■ **Assigned task**: Go line by line through the data and copy those with the word "UNITS".

■ **Data extracts**:
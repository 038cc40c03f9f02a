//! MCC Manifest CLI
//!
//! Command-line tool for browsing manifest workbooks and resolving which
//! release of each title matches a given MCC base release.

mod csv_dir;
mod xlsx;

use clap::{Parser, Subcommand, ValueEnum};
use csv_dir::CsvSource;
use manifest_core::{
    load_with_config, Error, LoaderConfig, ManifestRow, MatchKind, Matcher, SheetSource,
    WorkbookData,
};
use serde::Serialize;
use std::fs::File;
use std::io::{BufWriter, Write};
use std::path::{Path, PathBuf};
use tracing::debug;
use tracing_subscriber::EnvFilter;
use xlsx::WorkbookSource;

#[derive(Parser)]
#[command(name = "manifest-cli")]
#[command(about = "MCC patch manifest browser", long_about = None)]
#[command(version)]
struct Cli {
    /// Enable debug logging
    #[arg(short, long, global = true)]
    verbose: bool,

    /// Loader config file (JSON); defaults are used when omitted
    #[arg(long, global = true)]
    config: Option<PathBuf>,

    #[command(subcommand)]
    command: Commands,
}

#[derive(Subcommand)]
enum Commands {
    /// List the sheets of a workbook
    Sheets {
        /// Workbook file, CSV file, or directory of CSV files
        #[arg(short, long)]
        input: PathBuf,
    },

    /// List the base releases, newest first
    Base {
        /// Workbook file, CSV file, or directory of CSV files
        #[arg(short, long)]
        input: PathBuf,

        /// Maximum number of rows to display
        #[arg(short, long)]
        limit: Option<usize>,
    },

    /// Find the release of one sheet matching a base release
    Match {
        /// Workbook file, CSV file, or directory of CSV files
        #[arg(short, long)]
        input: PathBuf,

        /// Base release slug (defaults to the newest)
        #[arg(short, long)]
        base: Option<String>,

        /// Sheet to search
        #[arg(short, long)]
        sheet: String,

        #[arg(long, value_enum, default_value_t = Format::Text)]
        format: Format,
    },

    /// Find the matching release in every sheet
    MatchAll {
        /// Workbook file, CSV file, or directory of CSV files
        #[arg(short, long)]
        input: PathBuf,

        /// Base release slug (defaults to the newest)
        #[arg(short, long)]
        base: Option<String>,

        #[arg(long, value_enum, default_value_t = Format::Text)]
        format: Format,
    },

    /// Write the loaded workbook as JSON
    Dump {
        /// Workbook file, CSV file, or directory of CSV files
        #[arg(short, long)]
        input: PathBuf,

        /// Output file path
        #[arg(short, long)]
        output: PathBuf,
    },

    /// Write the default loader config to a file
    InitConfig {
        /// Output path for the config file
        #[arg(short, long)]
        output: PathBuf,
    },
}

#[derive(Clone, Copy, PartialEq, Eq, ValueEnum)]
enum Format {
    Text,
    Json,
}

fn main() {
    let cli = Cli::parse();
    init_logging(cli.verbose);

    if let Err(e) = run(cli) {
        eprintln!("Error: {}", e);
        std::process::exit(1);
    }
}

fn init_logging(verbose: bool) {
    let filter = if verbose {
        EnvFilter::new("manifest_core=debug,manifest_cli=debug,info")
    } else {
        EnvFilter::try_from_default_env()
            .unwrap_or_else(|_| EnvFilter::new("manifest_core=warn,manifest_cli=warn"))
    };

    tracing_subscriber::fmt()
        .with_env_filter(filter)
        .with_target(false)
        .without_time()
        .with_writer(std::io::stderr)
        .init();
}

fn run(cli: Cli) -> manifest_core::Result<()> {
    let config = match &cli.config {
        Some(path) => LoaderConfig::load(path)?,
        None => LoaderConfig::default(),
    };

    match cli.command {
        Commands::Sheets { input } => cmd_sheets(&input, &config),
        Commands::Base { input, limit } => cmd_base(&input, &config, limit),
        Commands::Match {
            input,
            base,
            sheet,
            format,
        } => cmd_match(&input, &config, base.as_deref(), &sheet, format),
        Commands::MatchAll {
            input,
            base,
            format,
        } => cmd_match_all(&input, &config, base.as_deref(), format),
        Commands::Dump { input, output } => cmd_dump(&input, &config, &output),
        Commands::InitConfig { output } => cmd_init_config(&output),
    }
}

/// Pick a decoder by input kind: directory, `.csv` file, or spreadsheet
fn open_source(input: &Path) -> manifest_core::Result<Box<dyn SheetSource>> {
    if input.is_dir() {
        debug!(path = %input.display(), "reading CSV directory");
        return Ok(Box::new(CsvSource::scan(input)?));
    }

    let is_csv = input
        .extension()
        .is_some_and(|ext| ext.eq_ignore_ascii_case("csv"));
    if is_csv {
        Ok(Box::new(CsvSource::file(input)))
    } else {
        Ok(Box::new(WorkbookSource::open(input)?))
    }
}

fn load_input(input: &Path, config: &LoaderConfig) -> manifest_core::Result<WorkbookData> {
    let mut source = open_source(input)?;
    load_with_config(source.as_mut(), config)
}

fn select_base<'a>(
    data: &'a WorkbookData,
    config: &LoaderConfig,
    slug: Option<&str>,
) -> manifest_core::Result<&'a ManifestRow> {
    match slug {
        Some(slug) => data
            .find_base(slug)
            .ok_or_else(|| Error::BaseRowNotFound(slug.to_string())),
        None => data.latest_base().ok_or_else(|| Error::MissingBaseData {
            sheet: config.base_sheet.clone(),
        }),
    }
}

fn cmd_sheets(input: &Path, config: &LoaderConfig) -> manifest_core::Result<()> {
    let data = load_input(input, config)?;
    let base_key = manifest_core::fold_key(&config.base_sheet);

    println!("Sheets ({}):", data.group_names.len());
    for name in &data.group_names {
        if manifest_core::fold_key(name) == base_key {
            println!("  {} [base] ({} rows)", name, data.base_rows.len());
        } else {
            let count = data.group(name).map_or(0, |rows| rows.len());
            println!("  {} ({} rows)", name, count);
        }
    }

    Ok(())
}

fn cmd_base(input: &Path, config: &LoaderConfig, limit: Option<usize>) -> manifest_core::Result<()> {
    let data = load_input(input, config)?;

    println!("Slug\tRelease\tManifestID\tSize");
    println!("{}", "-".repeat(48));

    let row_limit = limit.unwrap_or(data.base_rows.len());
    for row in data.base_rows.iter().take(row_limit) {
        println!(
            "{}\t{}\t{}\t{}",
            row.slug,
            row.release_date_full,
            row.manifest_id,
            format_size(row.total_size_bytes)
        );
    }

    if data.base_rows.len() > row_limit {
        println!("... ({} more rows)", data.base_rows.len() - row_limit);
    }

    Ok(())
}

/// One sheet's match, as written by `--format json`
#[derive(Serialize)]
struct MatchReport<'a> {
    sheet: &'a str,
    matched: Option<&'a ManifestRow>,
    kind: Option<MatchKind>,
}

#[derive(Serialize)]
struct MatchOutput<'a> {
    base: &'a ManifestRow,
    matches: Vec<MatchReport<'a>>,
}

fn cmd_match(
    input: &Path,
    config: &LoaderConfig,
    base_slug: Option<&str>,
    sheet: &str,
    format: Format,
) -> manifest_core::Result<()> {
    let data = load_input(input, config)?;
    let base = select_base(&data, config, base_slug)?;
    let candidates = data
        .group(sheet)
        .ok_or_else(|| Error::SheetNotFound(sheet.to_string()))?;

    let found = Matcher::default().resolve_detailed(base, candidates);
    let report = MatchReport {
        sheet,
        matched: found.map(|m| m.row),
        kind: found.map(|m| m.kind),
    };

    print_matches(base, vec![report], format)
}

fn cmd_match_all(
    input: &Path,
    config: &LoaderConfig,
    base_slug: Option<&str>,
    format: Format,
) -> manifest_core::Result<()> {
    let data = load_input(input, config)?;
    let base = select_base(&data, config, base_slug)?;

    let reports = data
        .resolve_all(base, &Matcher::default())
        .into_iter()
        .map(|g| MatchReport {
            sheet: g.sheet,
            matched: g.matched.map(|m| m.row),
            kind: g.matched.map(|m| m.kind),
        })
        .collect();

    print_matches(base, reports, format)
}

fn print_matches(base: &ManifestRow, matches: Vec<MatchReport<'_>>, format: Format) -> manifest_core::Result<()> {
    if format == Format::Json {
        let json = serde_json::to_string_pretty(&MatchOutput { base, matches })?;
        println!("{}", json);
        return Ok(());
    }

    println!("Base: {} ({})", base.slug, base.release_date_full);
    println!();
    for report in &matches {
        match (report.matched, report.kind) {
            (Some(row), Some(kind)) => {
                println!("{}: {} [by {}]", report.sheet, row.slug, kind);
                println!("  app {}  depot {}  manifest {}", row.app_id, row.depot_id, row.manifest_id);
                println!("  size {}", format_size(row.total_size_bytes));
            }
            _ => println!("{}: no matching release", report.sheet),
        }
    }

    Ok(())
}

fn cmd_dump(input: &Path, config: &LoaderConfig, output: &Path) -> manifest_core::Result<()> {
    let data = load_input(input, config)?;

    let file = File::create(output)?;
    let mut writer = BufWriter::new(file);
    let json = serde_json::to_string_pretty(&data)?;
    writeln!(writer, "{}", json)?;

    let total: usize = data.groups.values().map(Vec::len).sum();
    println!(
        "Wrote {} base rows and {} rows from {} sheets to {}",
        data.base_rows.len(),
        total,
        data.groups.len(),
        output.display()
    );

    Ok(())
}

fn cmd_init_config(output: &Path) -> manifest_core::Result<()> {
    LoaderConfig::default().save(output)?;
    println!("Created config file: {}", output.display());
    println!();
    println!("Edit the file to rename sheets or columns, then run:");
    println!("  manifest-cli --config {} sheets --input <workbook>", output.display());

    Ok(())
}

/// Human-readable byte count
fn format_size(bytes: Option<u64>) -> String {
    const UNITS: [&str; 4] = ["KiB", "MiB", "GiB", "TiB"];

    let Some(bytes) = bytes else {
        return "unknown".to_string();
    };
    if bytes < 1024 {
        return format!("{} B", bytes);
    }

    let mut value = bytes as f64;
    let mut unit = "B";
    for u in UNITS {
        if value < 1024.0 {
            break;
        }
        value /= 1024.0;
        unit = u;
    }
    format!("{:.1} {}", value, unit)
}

■ **Answer area**:
    const UNITS: [&str; 4] = ["KiB", "MiB", "GiB", "TiB"];
    for u in UNITS {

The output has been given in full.